TASK BRIEF. Of the entries below, return only those lines from the line with "jobs come back" to the line with "for job in jobs.values_mut()", exactly, both included.

EXERCISE MATERIAL.
——————

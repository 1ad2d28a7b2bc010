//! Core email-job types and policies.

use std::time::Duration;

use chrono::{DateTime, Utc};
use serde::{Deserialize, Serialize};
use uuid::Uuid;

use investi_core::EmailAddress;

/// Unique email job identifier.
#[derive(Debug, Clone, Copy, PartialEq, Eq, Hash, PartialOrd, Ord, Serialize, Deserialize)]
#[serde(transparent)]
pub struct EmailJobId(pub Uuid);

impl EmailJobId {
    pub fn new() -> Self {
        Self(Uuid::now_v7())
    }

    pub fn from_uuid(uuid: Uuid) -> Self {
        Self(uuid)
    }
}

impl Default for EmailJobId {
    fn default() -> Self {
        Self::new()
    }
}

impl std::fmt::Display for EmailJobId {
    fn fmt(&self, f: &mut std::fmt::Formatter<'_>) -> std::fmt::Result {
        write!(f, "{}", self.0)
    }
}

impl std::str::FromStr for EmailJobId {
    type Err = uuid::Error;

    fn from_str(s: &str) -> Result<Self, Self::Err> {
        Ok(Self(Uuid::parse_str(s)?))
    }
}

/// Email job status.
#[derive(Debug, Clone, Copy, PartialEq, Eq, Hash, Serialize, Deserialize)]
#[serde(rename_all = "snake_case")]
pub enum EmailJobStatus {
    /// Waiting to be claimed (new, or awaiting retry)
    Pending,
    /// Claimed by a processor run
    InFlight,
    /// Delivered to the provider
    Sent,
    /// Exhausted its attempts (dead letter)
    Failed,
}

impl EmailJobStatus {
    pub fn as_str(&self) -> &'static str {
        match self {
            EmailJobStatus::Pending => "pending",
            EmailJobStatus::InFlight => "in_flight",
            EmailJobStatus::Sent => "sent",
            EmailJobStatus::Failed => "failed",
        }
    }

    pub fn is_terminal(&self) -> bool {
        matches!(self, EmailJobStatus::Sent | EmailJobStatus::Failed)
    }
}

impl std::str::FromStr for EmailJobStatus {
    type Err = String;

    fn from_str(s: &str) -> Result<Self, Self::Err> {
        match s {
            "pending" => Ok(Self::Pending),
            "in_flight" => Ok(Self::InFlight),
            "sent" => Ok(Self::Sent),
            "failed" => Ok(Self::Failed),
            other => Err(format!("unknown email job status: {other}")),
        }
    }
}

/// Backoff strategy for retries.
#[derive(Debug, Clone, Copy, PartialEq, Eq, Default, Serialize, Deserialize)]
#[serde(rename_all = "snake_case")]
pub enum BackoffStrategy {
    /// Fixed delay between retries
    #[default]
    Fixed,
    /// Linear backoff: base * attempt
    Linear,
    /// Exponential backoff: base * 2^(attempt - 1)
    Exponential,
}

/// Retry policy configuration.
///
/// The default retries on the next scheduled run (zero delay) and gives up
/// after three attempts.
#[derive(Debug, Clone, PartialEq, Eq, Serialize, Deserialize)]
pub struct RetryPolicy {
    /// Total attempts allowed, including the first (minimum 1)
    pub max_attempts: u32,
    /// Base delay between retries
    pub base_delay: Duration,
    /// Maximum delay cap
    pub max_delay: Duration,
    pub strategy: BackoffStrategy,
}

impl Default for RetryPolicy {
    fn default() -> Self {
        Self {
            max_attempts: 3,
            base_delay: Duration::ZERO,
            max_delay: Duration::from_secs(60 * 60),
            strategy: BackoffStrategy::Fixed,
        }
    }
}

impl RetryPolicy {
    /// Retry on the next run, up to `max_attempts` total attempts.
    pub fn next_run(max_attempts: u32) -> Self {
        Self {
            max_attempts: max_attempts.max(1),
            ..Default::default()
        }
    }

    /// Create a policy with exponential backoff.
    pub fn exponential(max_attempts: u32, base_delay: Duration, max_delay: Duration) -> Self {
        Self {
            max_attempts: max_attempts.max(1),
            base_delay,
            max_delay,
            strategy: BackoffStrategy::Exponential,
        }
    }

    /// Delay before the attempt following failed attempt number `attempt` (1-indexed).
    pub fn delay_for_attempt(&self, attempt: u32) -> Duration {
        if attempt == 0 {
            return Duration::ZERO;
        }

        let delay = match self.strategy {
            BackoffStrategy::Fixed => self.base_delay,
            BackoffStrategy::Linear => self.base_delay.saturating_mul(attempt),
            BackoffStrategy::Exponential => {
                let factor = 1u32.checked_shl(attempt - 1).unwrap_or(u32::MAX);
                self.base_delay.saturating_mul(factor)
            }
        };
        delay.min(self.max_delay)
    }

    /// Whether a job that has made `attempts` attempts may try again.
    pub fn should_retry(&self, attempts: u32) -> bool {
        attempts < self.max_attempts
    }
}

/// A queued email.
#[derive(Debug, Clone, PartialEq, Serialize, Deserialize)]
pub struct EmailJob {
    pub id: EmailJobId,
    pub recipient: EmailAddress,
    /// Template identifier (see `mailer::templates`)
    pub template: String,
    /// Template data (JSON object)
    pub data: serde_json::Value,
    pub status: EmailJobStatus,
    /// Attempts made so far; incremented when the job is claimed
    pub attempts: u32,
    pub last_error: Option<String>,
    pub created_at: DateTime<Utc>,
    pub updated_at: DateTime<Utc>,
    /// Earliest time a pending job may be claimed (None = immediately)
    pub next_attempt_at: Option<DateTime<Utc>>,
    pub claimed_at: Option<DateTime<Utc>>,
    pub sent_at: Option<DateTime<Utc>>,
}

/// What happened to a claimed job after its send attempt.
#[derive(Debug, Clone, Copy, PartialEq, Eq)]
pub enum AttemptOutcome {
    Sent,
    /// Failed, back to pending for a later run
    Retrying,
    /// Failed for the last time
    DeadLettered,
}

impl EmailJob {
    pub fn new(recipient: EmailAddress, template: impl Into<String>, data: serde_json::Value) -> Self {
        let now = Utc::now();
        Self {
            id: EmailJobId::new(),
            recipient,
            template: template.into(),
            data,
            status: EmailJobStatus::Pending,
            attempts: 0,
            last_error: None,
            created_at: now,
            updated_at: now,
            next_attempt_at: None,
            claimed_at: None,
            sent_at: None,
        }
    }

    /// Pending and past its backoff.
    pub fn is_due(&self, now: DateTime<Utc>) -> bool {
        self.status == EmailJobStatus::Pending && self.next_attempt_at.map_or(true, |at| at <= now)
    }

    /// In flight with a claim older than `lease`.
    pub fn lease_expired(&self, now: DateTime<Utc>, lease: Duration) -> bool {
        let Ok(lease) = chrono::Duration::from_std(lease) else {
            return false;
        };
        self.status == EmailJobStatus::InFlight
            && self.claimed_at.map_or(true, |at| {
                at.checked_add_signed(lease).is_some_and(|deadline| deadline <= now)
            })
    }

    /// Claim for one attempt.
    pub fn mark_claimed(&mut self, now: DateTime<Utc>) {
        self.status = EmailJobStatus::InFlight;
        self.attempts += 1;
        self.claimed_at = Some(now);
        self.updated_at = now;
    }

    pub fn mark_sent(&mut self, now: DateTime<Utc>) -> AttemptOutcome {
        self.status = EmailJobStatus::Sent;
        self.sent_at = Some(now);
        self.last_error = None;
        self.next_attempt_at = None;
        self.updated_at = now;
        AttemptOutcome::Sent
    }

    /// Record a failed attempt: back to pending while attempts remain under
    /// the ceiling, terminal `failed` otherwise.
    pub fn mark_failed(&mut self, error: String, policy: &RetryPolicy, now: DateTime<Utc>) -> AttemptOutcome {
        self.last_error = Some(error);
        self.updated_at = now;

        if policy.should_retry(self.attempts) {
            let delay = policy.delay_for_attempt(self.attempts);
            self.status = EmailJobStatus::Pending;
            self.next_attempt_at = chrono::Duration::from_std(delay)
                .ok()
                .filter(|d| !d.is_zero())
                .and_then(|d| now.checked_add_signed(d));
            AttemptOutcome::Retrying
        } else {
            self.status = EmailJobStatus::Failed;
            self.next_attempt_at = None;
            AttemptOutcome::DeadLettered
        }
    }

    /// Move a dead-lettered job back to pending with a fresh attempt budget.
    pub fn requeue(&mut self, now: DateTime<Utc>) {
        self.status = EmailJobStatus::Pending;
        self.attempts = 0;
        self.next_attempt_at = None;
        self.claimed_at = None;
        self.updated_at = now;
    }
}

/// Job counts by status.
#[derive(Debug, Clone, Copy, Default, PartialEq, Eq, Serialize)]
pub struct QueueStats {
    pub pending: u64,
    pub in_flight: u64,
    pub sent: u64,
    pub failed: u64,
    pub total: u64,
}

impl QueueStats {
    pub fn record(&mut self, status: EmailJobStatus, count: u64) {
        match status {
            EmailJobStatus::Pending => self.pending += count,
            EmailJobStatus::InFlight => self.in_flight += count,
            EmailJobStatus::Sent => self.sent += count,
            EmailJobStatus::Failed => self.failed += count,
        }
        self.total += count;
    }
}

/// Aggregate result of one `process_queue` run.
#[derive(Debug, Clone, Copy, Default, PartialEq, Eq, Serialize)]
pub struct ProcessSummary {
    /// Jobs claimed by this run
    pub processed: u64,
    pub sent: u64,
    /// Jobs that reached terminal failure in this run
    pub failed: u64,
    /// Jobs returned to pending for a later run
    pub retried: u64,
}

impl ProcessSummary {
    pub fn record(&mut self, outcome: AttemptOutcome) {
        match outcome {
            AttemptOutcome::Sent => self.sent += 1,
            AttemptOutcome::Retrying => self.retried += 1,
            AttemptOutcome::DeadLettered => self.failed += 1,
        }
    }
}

——————

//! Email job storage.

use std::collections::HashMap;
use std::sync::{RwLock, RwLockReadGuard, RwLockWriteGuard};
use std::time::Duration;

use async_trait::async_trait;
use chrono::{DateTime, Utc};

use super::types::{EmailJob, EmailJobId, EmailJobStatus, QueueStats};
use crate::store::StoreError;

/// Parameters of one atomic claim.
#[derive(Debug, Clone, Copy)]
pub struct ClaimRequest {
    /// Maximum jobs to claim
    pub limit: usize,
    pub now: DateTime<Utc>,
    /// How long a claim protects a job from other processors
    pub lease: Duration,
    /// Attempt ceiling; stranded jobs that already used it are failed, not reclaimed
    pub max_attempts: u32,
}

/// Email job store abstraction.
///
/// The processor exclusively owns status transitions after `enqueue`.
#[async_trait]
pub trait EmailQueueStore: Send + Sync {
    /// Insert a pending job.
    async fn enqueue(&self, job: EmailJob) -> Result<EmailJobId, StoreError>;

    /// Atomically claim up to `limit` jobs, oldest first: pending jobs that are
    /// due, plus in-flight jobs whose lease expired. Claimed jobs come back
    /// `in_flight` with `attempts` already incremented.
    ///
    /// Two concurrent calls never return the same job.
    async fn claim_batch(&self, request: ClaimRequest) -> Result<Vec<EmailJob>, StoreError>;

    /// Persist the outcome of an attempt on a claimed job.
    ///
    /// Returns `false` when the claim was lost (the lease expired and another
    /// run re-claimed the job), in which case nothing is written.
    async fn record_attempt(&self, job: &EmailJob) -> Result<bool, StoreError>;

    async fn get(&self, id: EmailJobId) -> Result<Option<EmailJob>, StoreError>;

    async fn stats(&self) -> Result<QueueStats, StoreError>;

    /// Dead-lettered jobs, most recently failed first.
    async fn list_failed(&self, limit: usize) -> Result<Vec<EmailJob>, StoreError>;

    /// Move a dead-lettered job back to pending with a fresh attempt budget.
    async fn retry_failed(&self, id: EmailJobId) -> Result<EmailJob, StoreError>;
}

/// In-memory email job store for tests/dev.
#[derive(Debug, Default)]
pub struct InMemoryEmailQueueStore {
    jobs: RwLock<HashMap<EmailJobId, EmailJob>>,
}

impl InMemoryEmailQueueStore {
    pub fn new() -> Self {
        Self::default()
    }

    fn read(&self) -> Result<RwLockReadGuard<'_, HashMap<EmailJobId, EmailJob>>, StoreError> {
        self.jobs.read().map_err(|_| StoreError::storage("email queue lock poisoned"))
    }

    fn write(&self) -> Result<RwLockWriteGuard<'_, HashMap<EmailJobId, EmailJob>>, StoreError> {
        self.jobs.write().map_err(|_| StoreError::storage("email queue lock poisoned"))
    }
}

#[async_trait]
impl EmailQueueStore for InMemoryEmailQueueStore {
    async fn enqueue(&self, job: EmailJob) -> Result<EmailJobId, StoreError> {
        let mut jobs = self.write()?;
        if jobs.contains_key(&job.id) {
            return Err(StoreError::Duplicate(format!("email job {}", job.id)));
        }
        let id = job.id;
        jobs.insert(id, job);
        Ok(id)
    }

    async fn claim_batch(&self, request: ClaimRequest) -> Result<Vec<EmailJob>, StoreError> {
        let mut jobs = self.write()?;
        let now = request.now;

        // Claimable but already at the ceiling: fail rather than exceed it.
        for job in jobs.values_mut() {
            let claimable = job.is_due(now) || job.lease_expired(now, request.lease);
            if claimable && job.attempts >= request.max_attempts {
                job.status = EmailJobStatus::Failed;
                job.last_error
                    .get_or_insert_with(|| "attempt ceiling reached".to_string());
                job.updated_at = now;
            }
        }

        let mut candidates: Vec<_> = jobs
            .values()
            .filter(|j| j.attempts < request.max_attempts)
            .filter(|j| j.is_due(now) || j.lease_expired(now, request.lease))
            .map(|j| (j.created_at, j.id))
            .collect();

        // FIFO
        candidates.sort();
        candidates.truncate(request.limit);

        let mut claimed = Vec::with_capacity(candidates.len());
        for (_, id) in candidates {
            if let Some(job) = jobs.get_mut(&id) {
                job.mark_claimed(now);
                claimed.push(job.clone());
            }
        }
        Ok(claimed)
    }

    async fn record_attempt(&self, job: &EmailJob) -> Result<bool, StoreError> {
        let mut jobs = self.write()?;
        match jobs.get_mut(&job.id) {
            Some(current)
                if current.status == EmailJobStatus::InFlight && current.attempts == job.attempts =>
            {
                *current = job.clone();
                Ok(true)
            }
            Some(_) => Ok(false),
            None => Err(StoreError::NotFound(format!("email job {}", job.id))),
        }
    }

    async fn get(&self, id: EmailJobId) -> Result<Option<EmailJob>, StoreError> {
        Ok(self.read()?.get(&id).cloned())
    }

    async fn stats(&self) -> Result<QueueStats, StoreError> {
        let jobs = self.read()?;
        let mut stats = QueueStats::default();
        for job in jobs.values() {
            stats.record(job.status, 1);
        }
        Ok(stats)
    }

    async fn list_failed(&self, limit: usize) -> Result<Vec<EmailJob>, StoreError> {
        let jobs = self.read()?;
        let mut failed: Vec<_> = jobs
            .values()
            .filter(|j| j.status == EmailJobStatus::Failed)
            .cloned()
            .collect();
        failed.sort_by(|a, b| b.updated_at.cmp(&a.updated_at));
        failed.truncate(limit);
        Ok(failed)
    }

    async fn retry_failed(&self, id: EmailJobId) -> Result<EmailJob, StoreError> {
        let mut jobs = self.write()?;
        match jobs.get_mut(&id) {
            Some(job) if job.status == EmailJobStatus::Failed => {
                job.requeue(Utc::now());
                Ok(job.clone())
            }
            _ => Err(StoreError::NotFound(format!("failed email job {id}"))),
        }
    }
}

——————

EXPECTED ANSWER.
    /// due, plus in-flight jobs whose lease expired. Claimed jobs come back
    /// `in_flight` with `attempts` already incremented.
    ///
    /// Two concurrent calls never return the same job.
    async fn claim_batch(&self, request: ClaimRequest) -> Result<Vec<EmailJob>, StoreError>;

    /// Persist the outcome of an attempt on a claimed job.
    ///
    /// Returns `false` when the claim was lost (the lease expired and another
    /// run re-claimed the job), in which case nothing is written.
    async fn record_attempt(&self, job: &EmailJob) -> Result<bool, StoreError>;

    async fn get(&self, id: EmailJobId) -> Result<Option<EmailJob>, StoreError>;

    async fn stats(&self) -> Result<QueueStats, StoreError>;

    /// Dead-lettered jobs, most recently failed first.
    async fn list_failed(&self, limit: usize) -> Result<Vec<EmailJob>, StoreError>;

    /// Move a dead-lettered job back to pending with a fresh attempt budget.
    async fn retry_failed(&self, id: EmailJobId) -> Result<EmailJob, StoreError>;
}

/// In-memory email job store for tests/dev.
#[derive(Debug, Default)]
pub struct InMemoryEmailQueueStore {
    jobs: RwLock<HashMap<EmailJobId, EmailJob>>,
}

impl InMemoryEmailQueueStore {
    pub fn new() -> Self {
        Self::default()
    }

    fn read(&self) -> Result<RwLockReadGuard<'_, HashMap<EmailJobId, EmailJob>>, StoreError> {
        self.jobs.read().map_err(|_| StoreError::storage("email queue lock poisoned"))
    }

    fn write(&self) -> Result<RwLockWriteGuard<'_, HashMap<EmailJobId, EmailJob>>, StoreError> {
        self.jobs.write().map_err(|_| StoreError::storage("email queue lock poisoned"))
    }
}

#[async_trait]
impl EmailQueueStore for InMemoryEmailQueueStore {
    async fn enqueue(&self, job: EmailJob) -> Result<EmailJobId, StoreError> {
        let mut jobs = self.write()?;
        if jobs.contains_key(&job.id) {
            return Err(StoreError::Duplicate(format!("email job {}", job.id)));
        }
        let id = job.id;
        jobs.insert(id, job);
        Ok(id)
    }

    async fn claim_batch(&self, request: ClaimRequest) -> Result<Vec<EmailJob>, StoreError> {
        let mut jobs = self.write()?;
        let now = request.now;

        // Claimable but already at the ceiling: fail rather than exceed it.
        for job in jobs.values_mut() {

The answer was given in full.